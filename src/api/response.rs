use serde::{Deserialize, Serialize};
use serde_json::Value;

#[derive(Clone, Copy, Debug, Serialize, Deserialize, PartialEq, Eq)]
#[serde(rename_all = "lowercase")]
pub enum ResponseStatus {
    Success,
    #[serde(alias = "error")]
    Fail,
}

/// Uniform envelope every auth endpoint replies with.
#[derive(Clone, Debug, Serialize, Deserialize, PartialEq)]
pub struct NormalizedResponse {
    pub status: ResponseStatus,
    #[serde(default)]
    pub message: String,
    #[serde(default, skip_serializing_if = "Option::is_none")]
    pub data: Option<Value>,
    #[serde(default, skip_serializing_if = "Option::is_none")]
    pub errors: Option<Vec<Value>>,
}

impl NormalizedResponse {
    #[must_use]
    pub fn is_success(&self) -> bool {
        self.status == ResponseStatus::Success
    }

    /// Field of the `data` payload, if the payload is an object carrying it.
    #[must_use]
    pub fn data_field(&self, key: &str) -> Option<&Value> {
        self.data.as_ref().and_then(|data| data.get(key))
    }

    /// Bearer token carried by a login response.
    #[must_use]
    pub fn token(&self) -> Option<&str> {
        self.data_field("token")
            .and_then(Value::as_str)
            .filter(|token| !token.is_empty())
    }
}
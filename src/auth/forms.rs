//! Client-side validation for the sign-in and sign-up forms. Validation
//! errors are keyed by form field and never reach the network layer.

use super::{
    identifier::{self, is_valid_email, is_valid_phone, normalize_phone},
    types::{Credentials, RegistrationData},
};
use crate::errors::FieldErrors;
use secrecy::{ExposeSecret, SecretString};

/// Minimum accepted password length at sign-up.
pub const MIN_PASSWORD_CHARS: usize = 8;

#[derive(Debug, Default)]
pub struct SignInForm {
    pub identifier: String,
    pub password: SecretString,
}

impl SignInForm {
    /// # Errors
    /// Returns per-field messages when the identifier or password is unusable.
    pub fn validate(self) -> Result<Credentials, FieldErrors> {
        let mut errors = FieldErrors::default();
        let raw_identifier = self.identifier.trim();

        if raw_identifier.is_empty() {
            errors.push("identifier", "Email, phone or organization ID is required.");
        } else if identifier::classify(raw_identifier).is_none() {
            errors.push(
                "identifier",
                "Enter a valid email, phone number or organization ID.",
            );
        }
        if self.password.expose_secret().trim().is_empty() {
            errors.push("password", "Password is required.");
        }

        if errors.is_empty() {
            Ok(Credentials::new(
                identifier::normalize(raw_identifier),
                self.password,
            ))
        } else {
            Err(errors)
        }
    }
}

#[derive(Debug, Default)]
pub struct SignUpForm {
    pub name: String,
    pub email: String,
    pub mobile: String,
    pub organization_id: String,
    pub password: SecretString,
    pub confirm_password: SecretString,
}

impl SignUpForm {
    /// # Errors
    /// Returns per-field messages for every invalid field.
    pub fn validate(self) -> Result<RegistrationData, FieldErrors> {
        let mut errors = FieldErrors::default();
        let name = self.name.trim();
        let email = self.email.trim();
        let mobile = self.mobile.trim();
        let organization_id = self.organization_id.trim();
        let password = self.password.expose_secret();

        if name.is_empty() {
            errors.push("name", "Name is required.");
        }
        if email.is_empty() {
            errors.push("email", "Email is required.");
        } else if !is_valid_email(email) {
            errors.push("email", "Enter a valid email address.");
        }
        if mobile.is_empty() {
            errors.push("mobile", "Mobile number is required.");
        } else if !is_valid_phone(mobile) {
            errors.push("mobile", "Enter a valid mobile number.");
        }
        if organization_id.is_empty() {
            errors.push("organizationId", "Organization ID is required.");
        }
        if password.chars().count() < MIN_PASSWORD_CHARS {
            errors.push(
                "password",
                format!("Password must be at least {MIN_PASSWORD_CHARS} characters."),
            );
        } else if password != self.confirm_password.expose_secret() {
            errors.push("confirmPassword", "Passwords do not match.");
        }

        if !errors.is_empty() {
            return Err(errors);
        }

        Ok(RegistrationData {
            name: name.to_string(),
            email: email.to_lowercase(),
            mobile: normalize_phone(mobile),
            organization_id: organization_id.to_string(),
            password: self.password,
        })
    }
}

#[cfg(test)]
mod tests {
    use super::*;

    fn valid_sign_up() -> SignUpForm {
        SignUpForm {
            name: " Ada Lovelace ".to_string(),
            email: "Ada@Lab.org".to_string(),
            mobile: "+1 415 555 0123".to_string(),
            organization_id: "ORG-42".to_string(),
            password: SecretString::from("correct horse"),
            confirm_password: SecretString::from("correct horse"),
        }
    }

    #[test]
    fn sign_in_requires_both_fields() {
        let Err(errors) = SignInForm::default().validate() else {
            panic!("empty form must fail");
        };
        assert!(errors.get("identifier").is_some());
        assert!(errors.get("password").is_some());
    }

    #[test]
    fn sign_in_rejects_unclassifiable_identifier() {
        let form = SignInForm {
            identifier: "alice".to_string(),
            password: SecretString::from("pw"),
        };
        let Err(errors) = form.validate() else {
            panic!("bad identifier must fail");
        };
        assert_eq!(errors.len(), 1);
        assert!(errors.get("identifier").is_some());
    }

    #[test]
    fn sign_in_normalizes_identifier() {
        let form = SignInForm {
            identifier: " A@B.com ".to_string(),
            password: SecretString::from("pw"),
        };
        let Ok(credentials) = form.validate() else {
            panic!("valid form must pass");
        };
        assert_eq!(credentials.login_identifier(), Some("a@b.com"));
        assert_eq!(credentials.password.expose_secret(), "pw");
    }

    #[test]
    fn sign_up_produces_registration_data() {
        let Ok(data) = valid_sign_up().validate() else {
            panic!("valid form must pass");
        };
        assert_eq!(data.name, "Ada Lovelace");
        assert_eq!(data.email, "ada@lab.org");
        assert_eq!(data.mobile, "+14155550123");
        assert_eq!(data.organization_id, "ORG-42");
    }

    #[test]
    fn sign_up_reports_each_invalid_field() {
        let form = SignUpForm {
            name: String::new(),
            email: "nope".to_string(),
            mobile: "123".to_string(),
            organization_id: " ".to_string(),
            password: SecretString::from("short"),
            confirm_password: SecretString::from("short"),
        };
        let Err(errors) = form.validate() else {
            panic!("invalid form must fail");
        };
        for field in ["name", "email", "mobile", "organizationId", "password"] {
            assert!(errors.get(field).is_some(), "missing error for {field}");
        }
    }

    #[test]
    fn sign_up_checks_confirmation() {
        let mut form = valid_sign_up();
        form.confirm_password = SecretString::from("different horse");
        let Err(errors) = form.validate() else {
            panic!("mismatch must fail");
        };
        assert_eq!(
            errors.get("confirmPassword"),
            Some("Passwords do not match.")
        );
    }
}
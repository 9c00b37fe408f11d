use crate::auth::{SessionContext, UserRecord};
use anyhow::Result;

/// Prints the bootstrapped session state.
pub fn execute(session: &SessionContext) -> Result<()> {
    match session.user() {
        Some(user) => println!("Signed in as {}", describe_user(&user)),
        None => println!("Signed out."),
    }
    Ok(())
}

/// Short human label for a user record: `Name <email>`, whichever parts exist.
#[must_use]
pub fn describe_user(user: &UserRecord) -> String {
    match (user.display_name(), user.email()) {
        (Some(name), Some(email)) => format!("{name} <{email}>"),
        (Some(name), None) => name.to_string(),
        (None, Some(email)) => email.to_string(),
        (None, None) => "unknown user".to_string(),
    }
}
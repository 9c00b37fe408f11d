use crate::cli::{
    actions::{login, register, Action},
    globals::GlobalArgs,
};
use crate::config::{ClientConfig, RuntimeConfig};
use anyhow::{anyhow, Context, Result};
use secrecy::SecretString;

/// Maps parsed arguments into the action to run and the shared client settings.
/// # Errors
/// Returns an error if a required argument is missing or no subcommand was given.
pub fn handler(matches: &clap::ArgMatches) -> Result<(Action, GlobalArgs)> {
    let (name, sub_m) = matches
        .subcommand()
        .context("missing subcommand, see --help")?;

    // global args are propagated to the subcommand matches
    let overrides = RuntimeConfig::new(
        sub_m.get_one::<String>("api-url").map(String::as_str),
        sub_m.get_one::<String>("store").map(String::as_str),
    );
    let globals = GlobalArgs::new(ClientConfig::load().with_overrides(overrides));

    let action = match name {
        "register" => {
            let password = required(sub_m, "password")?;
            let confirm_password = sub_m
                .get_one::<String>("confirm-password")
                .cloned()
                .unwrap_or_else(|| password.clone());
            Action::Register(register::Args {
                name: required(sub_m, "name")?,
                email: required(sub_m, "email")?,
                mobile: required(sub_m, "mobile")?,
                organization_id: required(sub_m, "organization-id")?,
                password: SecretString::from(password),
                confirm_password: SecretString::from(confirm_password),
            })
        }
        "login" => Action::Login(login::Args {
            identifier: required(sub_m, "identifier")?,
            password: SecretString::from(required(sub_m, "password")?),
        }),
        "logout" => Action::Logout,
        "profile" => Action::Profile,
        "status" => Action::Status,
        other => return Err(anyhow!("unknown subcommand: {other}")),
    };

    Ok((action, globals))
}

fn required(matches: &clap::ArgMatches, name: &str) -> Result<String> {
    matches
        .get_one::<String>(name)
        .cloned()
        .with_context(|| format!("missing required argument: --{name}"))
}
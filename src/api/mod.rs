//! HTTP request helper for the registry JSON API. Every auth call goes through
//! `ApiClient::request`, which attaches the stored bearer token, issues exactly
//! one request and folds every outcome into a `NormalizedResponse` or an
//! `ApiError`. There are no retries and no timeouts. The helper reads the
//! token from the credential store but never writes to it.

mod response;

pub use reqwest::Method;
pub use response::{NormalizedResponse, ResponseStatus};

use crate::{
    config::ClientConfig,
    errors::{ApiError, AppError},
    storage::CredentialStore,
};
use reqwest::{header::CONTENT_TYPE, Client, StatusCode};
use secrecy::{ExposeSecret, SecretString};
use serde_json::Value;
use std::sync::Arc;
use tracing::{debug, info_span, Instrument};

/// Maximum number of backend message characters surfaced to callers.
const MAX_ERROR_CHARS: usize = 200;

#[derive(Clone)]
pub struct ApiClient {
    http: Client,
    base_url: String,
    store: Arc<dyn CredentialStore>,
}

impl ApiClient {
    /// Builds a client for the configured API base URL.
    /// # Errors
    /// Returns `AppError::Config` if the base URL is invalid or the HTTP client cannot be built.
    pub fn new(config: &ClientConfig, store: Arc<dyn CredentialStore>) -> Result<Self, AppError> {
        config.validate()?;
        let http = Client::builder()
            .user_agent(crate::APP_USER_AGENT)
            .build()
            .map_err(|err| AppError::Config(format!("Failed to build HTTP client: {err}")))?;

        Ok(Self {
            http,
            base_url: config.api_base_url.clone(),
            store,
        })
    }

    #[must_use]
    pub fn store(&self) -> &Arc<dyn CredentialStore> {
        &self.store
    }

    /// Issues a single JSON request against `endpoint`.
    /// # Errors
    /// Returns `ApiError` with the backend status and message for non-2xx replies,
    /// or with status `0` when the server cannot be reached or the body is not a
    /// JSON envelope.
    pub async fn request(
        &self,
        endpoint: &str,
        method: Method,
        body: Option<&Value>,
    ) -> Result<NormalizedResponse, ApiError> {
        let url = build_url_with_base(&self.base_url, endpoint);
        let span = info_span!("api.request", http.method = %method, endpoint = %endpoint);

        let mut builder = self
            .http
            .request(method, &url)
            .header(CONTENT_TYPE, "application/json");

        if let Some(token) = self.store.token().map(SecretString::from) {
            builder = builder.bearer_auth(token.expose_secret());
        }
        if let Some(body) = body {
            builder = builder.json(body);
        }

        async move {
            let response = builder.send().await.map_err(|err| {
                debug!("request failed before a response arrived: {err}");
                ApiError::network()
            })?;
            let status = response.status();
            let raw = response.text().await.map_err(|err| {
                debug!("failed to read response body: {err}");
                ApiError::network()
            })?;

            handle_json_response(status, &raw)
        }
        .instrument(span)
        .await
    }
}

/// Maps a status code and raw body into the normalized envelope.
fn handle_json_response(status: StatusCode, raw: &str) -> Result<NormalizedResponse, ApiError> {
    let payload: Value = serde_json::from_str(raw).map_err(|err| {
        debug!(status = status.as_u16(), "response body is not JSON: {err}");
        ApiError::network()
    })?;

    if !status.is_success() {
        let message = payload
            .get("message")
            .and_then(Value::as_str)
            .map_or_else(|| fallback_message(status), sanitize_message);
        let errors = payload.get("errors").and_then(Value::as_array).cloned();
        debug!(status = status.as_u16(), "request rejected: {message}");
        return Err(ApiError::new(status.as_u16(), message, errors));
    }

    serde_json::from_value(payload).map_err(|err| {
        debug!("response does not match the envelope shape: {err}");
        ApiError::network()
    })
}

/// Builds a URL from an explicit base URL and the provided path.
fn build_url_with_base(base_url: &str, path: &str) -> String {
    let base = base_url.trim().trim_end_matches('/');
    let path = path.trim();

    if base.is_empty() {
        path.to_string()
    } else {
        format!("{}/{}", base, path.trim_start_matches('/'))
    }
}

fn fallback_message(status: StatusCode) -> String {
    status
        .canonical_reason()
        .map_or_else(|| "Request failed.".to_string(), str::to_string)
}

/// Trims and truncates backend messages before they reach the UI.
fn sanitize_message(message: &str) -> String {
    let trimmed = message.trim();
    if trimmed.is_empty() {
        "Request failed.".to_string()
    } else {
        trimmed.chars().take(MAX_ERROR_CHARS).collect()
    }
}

--------------------------------

Problem requirements:
The stretch of entries above that starts with the line containing "API base URL." and goes on through the line containing "with the backend" is to be transcribed exactly, and no other line is to be transcribed.

Completed task:
    /// Builds a client for the configured API base URL.
    /// # Errors
    /// Returns `AppError::Config` if the base URL is invalid or the HTTP client cannot be built.
    pub fn new(config: &ClientConfig, store: Arc<dyn CredentialStore>) -> Result<Self, AppError> {
        config.validate()?;
        let http = Client::builder()
            .user_agent(crate::APP_USER_AGENT)
            .build()
            .map_err(|err| AppError::Config(format!("Failed to build HTTP client: {err}")))?;

        Ok(Self {
            http,
            base_url: config.api_base_url.clone(),
            store,
        })
    }

    #[must_use]
    pub fn store(&self) -> &Arc<dyn CredentialStore> {
        &self.store
    }

    /// Issues a single JSON request against `endpoint`.
    /// # Errors
    /// Returns `ApiError` with the backend status and message for non-2xx replies,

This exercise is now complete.